Mes yeux suivirent l’effort déterminé du garçon pour bander son arc.

— Et puis… qui sait ? Peut-être que je voulais vraiment m’occuper de la nurserie…

— Tu avoues enfin !

— Tes talents d’interrogation étaient trop forts pour moi.

— Tu m’en diras tant…

 Un peu plus loin, une Hana sauvage se battait avec férocité et acharnement face à un adversaire devant qui elle ne pouvait gagner. De temps à autre, les deux baissaient leur garde, et Johana en profitait pour expliquer ses erreurs à mon amie (car c’était bel et bien ce que nous étions devenus, non ?). Parfois, la première mimait une position ou une attaque, que la seconde devait imiter à plusieurs reprises, jusqu’à ce que sa coéquipière se révèle satisfaite. Elles reprenaient alors le combat, et ainsi de suite.

Alors qu’Hana était en sueur – en attestait les bandes de lins trempées qui lui soutenaient la poitrine et lui tenaient lieu de tunique – sa rivale était fraîche comme une rose (Johana, « fraîche » … quel doux euphémisme) et pâle comme la mort (je ne ferais aucun commentaire là-dessus, c’est trop m’en demander).

Un gémissement admiratif s’éleva jusqu’à moi. En baissant un peu la tête, je remarquai la présence de Nâal, sans arc (l’objet en question devait sans doute gésir près de la cible du garçon, oublié par son jeune propriétaire), qui bavait devant l’échange de passes d’armes avec des étoiles dans les yeux.

— Quand je serai grand, je l’épouserai ! clama-t-il avec fougue.

Je m’étranglai, m’esclaffai, finis en quinte de toux. Le fiancé me considérait sans comprendre, d’une mine qui se devait être tout aussi éberluée que la mienne.

— L’épouser ? répétai-je d’une toute petite voix. Elle ?

Je forçai le déglutis, surjouai la résignation.

— Après tout, pourquoi pas… C’est un choix comme un autre pour mourir !

— Je t’ai entendu, espèce de cancrelat ! rugit ledit choix avant de se ruer sur Johana.

— Elle est pas un peu vieille et moche pour toi, de toute façon ? fit remarquer Ashe, l’air de rien.

Adieu, Ashe, tu resteras à jamais dans nos mémoires… En ce jour funeste, nous te pleurons, priant de tout cœur que ta prochaine réincarnation apprenne un tant soit peu de tes erreurs passées…

De façon tout-à-fait injuste, l’ouïe d’habitude surhumaine de la jeune femme ne parvint pas cette fois-ci à capter l’insulte susurrée sous cape, et l’apostat ne reçut pas la punition qu’il avait pourtant amplement méritée.
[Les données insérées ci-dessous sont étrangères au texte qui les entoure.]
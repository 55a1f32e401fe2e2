use std::collections::BTreeMap;
use std::path::{Component, Path, PathBuf};

use serde::{Deserialize, Serialize};

use crate::config::defaults;
use crate::utils::path::normalize_path;

/// Site metadata as declared under `site:` in `banana.yml`
#[derive(Debug, Clone, Default, Serialize, Deserialize, PartialEq)]
pub struct Site {
    #[serde(default)]
    pub title: String,

    #[serde(default)]
    pub description: String,

    #[serde(default)]
    pub author: String,

    /// Free-form variables exposed to templates as `site.vars`
    #[serde(default)]
    pub vars: BTreeMap<String, serde_yaml::Value>,
}

/// Shape of the `banana.yml` file
#[derive(Debug, Clone, Default, Serialize, Deserialize, PartialEq)]
pub struct SiteConfig {
    #[serde(default)]
    pub site: Site,
}

/// Runtime configuration: where the site lives, where output goes, and
/// the knobs of the build that are not part of `banana.yml`
#[derive(Debug, Clone)]
pub struct Config {
    /// Site root containing `banana.yml`, `posts/`, `layouts/` ...
    pub source: PathBuf,

    /// Output root; removed entirely by `clean`
    pub destination: PathBuf,

    /// Layout used by posts that do not declare one
    pub default_post_layout: String,

    /// Upper bound on the number of templates in one layout chain
    pub max_layout_depth: usize,
}

impl Default for Config {
    fn default() -> Self {
        Self::for_source(defaults::default_source())
    }
}

impl Config {
    /// Configuration rooted at `source` with every other value defaulted
    pub fn for_source<P: Into<PathBuf>>(source: P) -> Self {
        let source = source.into();
        let destination = source.join(defaults::default_destination_name());
        Config {
            source,
            destination,
            default_post_layout: defaults::default_post_layout(),
            max_layout_depth: defaults::default_max_layout_depth(),
        }
    }

    pub fn with_destination<P: Into<PathBuf>>(mut self, destination: P) -> Self {
        self.destination = destination.into();
        self
    }

    pub fn source_path(&self, name: &str) -> PathBuf {
        self.source.join(name)
    }

    pub fn config_file(&self) -> PathBuf {
        self.source_path(defaults::CONFIG_FILE)
    }

    pub fn posts_dir(&self) -> PathBuf {
        self.source_path(defaults::POSTS_DIR)
    }

    pub fn pages_dir(&self) -> PathBuf {
        self.source_path(defaults::PAGES_DIR)
    }

    pub fn layouts_dir(&self) -> PathBuf {
        self.source_path(defaults::LAYOUTS_DIR)
    }

    pub fn static_dir(&self) -> PathBuf {
        self.source_path(defaults::STATIC_DIR)
    }

    pub fn index_template(&self) -> PathBuf {
        self.source_path(defaults::INDEX_TEMPLATE)
    }

    /// Files a layout name may refer to, in lookup order
    pub fn layout_candidates(&self, name: &str) -> [PathBuf; 2] {
        let file_name = format!("{}.{}", name, defaults::TEMPLATE_EXTENSION);
        [self.layouts_dir().join(&file_name), self.source.join(file_name)]
    }

    /// Where the static tree is mirrored in the output
    pub fn static_output_dir(&self) -> PathBuf {
        self.destination.join(defaults::STATIC_DIR)
    }

    /// Output file for a page with the given slug
    ///
    /// `None` unless the slug is made of plain path segments only; `..`,
    /// roots and drive prefixes would leave the output root.
    pub fn output_path_for_slug(&self, slug: &str) -> Option<PathBuf> {
        let relative = Path::new(slug);
        let plain = !slug.is_empty()
            && relative
                .components()
                .all(|component| matches!(component, Component::Normal(_)));

        plain.then(|| self.destination.join(relative).join("index.html"))
    }

    /// Whether pages under `slug` would be overwritten by the static copy
    pub fn is_reserved_slug(&self, slug: &str) -> bool {
        match Path::new(slug).components().next() {
            Some(Component::Normal(first)) => first == defaults::STATIC_DIR,
            _ => false,
        }
    }

    /// Whether `path` is one of the content directories of the site
    pub fn is_source_dir(&self, path: &Path) -> bool {
        let path = normalize_path(path);
        [
            self.posts_dir(),
            self.pages_dir(),
            self.layouts_dir(),
            self.static_dir(),
        ]
        .iter()
        .any(|dir| normalize_path(dir) == path)
    }
}
use std::fmt;

use liquid_core::parser::{FilterArguments, ParameterReflection, ParseFilter};
use liquid_core::{Error as LiquidError, Expression, FilterReflection, Result as LiquidResult};
use liquid_core::{Runtime, Value, ValueView};

use super::single_argument;

/// First `count` whitespace-delimited words of `text`, joined by single spaces
///
/// Shorter input is returned as far as it goes; nothing is appended.
pub fn truncate_words(count: usize, text: &str) -> String {
    text.split_whitespace()
        .take(count)
        .collect::<Vec<_>>()
        .join(" ")
}

#[derive(Debug)]
pub struct TruncateWordsFilter {
    count: Expression,
}

impl fmt::Display for TruncateWordsFilter {
    fn fmt(&self, f: &mut fmt::Formatter<'_>) -> fmt::Result {
        write!(f, "truncateWords")
    }
}

impl liquid_core::Filter for TruncateWordsFilter {
    fn evaluate(&self, input: &dyn ValueView, runtime: &dyn Runtime) -> LiquidResult<Value> {
        let count = self.count.evaluate(runtime)?;
        let count = count
            .as_scalar()
            .and_then(|s| s.to_integer())
            .ok_or_else(|| LiquidError::with_msg("truncateWords: word count must be an integer"))?;

        let count = usize::try_from(count).unwrap_or(0);
        Ok(Value::scalar(truncate_words(count, &input.to_kstr())))
    }
}

/// Parse filter factory for truncateWords
#[derive(Debug, Clone)]
pub struct TruncateWordsFilterParser;

impl FilterReflection for TruncateWordsFilterParser {
    fn name(&self) -> &str {
        "truncateWords"
    }

    fn description(&self) -> &str {
        "Keeps the first N words of the input"
    }

    fn positional_parameters(&self) -> &'static [ParameterReflection] {
        &[]
    }

    fn keyword_parameters(&self) -> &'static [ParameterReflection] {
        &[]
    }
}

impl ParseFilter for TruncateWordsFilterParser {
    fn parse(&self, args: FilterArguments) -> LiquidResult<Box<dyn liquid_core::Filter>> {
        let count = single_argument(args, "truncateWords")?;
        Ok(Box::new(TruncateWordsFilter { count }))
    }

    fn reflection(&self) -> &dyn FilterReflection {
        self
    }
}
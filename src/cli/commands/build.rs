use log::info;

use crate::builder::SiteBuilder;
use crate::config::Config;
use crate::utils::error::BananaResult;

/// Handle the build command
pub fn handle_build_command(config: Config, clean: bool) -> BananaResult<()> {
    let builder = SiteBuilder::new(config);

    if clean {
        builder.clean()?;
    }

    info!("Building site...");
    let stats = builder.build()?;
    info!(
        "Site built successfully at {} ({} posts, {} pages)",
        builder.config().destination.display(),
        stats.posts,
        stats.pages
    );
    Ok(())
}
Pendant ce temps, Nâal poursuivait sa diatribe sur le bonheur de sa vie conjugale postérieure :

— … elle a juste à attendre que je grandisse et pis après, je l’épouserai !
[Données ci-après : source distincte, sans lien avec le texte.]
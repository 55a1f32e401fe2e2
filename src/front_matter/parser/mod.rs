pub mod yaml_parser;

use std::collections::HashMap;
use std::fs::File;
use std::io::{BufRead, BufReader, Read};
use std::path::Path;

use log::debug;

use crate::front_matter::types::FrontMatter;
use crate::utils::error::{BananaError, BananaResult};

/// Delimiter recognized by the default parser
pub const YAML_DELIMITER: &str = "---";

/// How the text between two delimiters is decoded
#[derive(Debug, Clone, Copy, PartialEq, Eq)]
pub enum FrontMatterFormat {
    Yaml,
}

impl FrontMatterFormat {
    pub fn decode(self, raw: &str) -> Result<FrontMatter, String> {
        match self {
            FrontMatterFormat::Yaml => yaml_parser::parse_yaml(raw).map_err(|e| e.to_string()),
        }
    }
}

/// A content file split into metadata and body
#[derive(Debug, Clone, Default, PartialEq)]
pub struct ParsedContent {
    pub front_matter: FrontMatter,
    pub body: String,
    /// Delimiter of the front matter block, if the file had one
    pub delimiter: Option<String>,
}

/// Splits content files into front matter and body
///
/// The delimiter table is fixed at construction. A first line that is not a
/// known delimiter means the whole file is body.
#[derive(Debug, Clone)]
pub struct ContentParser {
    formats: HashMap<String, FrontMatterFormat>,
}

impl Default for ContentParser {
    fn default() -> Self {
        Self::with_formats([(YAML_DELIMITER.to_string(), FrontMatterFormat::Yaml)])
    }
}

impl ContentParser {
    pub fn with_formats<I>(formats: I) -> Self
    where
        I: IntoIterator<Item = (String, FrontMatterFormat)>,
    {
        ContentParser {
            formats: formats.into_iter().collect(),
        }
    }

    pub fn format_for(&self, delimiter: &str) -> Option<FrontMatterFormat> {
        self.formats.get(delimiter).copied()
    }

    /// Open and parse a file from disk
    pub fn parse_file<P: AsRef<Path>>(&self, path: P) -> BananaResult<ParsedContent> {
        let path = path.as_ref();
        debug!("Parsing {}", path.display());

        let file = File::open(path)
            .map_err(|e| BananaError::parse(path, format!("cannot open file: {}", e)))?;
        self.parse_reader(path, BufReader::new(file))
    }

    /// Parse a byte stream; `path` is only used in error messages
    pub fn parse_reader<R: BufRead>(&self, path: &Path, mut reader: R) -> BananaResult<ParsedContent> {
        let read_err = |e: std::io::Error| BananaError::parse(path, format!("read failed: {}", e));

        let mut first = Vec::new();
        reader.read_until(b'\n', &mut first).map_err(read_err)?;

        let delimiter = std::str::from_utf8(trim_line_ending(&first))
            .ok()
            .and_then(|line| self.format_for(line).map(|format| (line.to_string(), format)));

        let Some((delimiter, format)) = delimiter else {
            // No front matter: the first line belongs to the body
            let mut body = first;
            reader.read_to_end(&mut body).map_err(read_err)?;
            return Ok(ParsedContent {
                front_matter: FrontMatter::default(),
                body: into_utf8(path, body)?,
                delimiter: None,
            });
        };

        let mut block = Vec::new();
        loop {
            let mut line = Vec::new();
            if reader.read_until(b'\n', &mut line).map_err(read_err)? == 0 {
                return Err(BananaError::parse(
                    path,
                    format!("unterminated front matter: no closing '{}'", delimiter),
                ));
            }

            if trim_line_ending(&line) == delimiter.as_bytes() {
                break;
            }

            block.extend_from_slice(&line);
        }

        let block = into_utf8(path, block)?;
        let front_matter = format
            .decode(&block)
            .map_err(|e| BananaError::parse(path, format!("malformed front matter: {}", e)))?;

        let mut body = Vec::new();
        reader.read_to_end(&mut body).map_err(read_err)?;

        Ok(ParsedContent {
            front_matter,
            body: into_utf8(path, body)?,
            delimiter: Some(delimiter),
        })
    }
}

fn trim_line_ending(line: &[u8]) -> &[u8] {
    let mut end = line.len();
    while end > 0 && matches!(line[end - 1], b'\n' | b'\r') {
        end -= 1;
    }
    &line[..end]
}

fn into_utf8(path: &Path, bytes: Vec<u8>) -> BananaResult<String> {
    String::from_utf8(bytes).map_err(|e| BananaError::parse(path, format!("not valid UTF-8: {}", e)))
}
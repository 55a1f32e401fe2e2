use clap::{Parser, Subcommand};
use std::path::PathBuf;

/// Main CLI parser structure
#[derive(Parser)]
#[command(name = "banana")]
#[command(about = "A static site generator", long_about = None)]
#[command(version)]
pub struct Cli {
    #[command(subcommand)]
    pub command: Commands,

    /// Site root (defaults to ./)
    #[arg(short, long, value_name = "DIR", global = true)]
    pub source: Option<PathBuf>,

    /// Output root (defaults to <source>/_build)
    #[arg(short, long, value_name = "DIR", global = true)]
    pub destination: Option<PathBuf>,

    /// Enable verbose debugging
    #[arg(short = 'g', long, default_value_t = false, global = true)]
    pub debug: bool,
}

/// Subcommands for the CLI
#[derive(Subcommand)]
pub enum Commands {
    /// Build the site
    #[command(alias = "b")]
    Build {
        /// Clean the output root before building
        #[arg(short, long, default_value_t = false)]
        clean: bool,

        /// Print debug output
        #[arg(short = 'V', long, default_value_t = false)]
        verbose: bool,

        /// Only print errors
        #[arg(short, long, default_value_t = false)]
        quiet: bool,
    },

    /// Build and serve the site
    #[command(alias = "s", alias = "server")]
    Serve {
        /// Host to bind to
        #[arg(short = 'H', long, value_name = "HOST", default_value = "127.0.0.1")]
        host: String,

        /// Port to serve on
        #[arg(short = 'P', long, value_name = "PORT", default_value = "4000")]
        port: u16,

        /// Clean the output root before building
        #[arg(short, long, default_value_t = false)]
        clean: bool,

        /// Watch for file changes and rebuild
        #[arg(short, long, default_value_t = false)]
        watch: bool,

        /// Launch the site in a browser
        #[arg(short, long, default_value_t = false)]
        open: bool,
    },

    /// Remove the output root
    Clean {},
}

impl Commands {
    /// Log level requested by command-specific flags, if any
    pub fn log_level(&self, debug: bool) -> log::LevelFilter {
        match self {
            Commands::Build { quiet: true, .. } => log::LevelFilter::Error,
            Commands::Build { verbose: true, .. } => log::LevelFilter::Debug,
            _ if debug => log::LevelFilter::Debug,
            _ => log::LevelFilter::Info,
        }
    }
}
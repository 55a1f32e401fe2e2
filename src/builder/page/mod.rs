mod collector;
mod model;

pub use collector::{collect_pages, collect_posts};
pub use model::{slugify, Page, PageKind};
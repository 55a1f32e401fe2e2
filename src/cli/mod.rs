pub mod commands;
pub mod logging;
pub mod types;

use std::process::ExitCode;

use clap::Parser;
use log::error;

use crate::config::defaults::default_source;
use crate::config::Config;
use crate::server::ServerConfig;
use types::{Cli, Commands};

/// Run the command-line interface
pub async fn run() -> ExitCode {
    let cli = Cli::parse();
    logging::init_logging(cli.command.log_level(cli.debug));

    let mut config = Config::for_source(cli.source.unwrap_or_else(default_source));
    if let Some(destination) = cli.destination {
        config = config.with_destination(destination);
    }

    let result = match cli.command {
        Commands::Build { clean, .. } => commands::handle_build_command(config, clean),
        Commands::Clean {} => commands::handle_clean_command(config),
        Commands::Serve {
            host,
            port,
            clean,
            watch,
            open,
        } => {
            let server_config = ServerConfig::new(&host, port).with_open_url(open);
            commands::handle_serve_command(config, server_config, clean, watch).await
        }
    };

    match result {
        Ok(()) => ExitCode::SUCCESS,
        Err(e) => {
            error!("{}", e);
            ExitCode::FAILURE
        }
    }
}
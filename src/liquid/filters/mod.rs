mod case;
mod date;
mod static_url;
mod strip_html;
mod truncate_words;

use std::collections::BTreeMap;
use std::fmt;

use liquid::ParserBuilder;
use liquid_core::parser::{FilterArguments, ParseFilter};
use liquid_core::{Error as LiquidError, Expression, Result as LiquidResult};

pub use case::{CaseFilter, CaseFilterParser};
pub use date::{format_date, DateFilterParser};
pub use static_url::StaticFilterParser;
pub use strip_html::{strip_html, StripHtmlFilterParser};
pub use truncate_words::{truncate_words, TruncateWordsFilterParser};

/// Helper functions available to every template, keyed by name
///
/// The table is built by the caller and handed to the template resolver;
/// nothing is registered globally.
#[derive(Clone, Default)]
pub struct TemplateHelpers {
    filters: BTreeMap<String, Box<dyn ParseFilter>>,
}

impl TemplateHelpers {
    /// The helper set every site gets: date, lower, upper, static,
    /// stripHtml and truncateWords
    pub fn standard() -> Self {
        let mut helpers = TemplateHelpers::default();
        helpers
            .register(DateFilterParser)
            .register(CaseFilterParser(CaseFilter::Lower))
            .register(CaseFilterParser(CaseFilter::Upper))
            .register(StaticFilterParser)
            .register(StripHtmlFilterParser)
            .register(TruncateWordsFilterParser);
        helpers
    }

    /// Add a helper, replacing any helper already registered under its name
    pub fn register<F: ParseFilter + 'static>(&mut self, filter: F) -> &mut Self {
        let name = filter.reflection().name().to_string();
        self.filters.insert(name, Box::new(filter));
        self
    }

    pub fn contains(&self, name: &str) -> bool {
        self.filters.contains_key(name)
    }

    pub fn names(&self) -> impl Iterator<Item = &str> {
        self.filters.keys().map(String::as_str)
    }

    /// Register every helper on a parser builder
    pub fn apply(&self, mut builder: ParserBuilder) -> ParserBuilder {
        for filter in self.filters.values() {
            builder = builder.filter(filter.clone());
        }
        builder
    }
}

impl fmt::Debug for TemplateHelpers {
    fn fmt(&self, f: &mut fmt::Formatter<'_>) -> fmt::Result {
        f.debug_list().entries(self.names()).finish()
    }
}

/// Take the one positional argument a filter expects
pub(crate) fn single_argument(mut args: FilterArguments, filter: &str) -> LiquidResult<Expression> {
    let first = args
        .positional
        .next()
        .ok_or_else(|| LiquidError::with_msg(format!("{}: missing argument", filter)))?;

    if args.positional.next().is_some() || args.keyword.next().is_some() {
        return Err(LiquidError::with_msg(format!("{}: takes exactly one argument", filter)));
    }

    Ok(first)
}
— Quel programme ! se pâma son interlocuteur, le ricanement en coin.

Je l’empêchai d’un pincement des lèvres de rappeler à l’enfant qu’Hana vieillissait au même titre que nous, et qu’il n’était que très peu probable qu’elle épouse un jour Nâal.

Ne jamais dire jamais, non ?

Quelqu’un vint soupirer à quatre doigts de mon oreille.

— Elle est incroyable, tu ne trouves pas ?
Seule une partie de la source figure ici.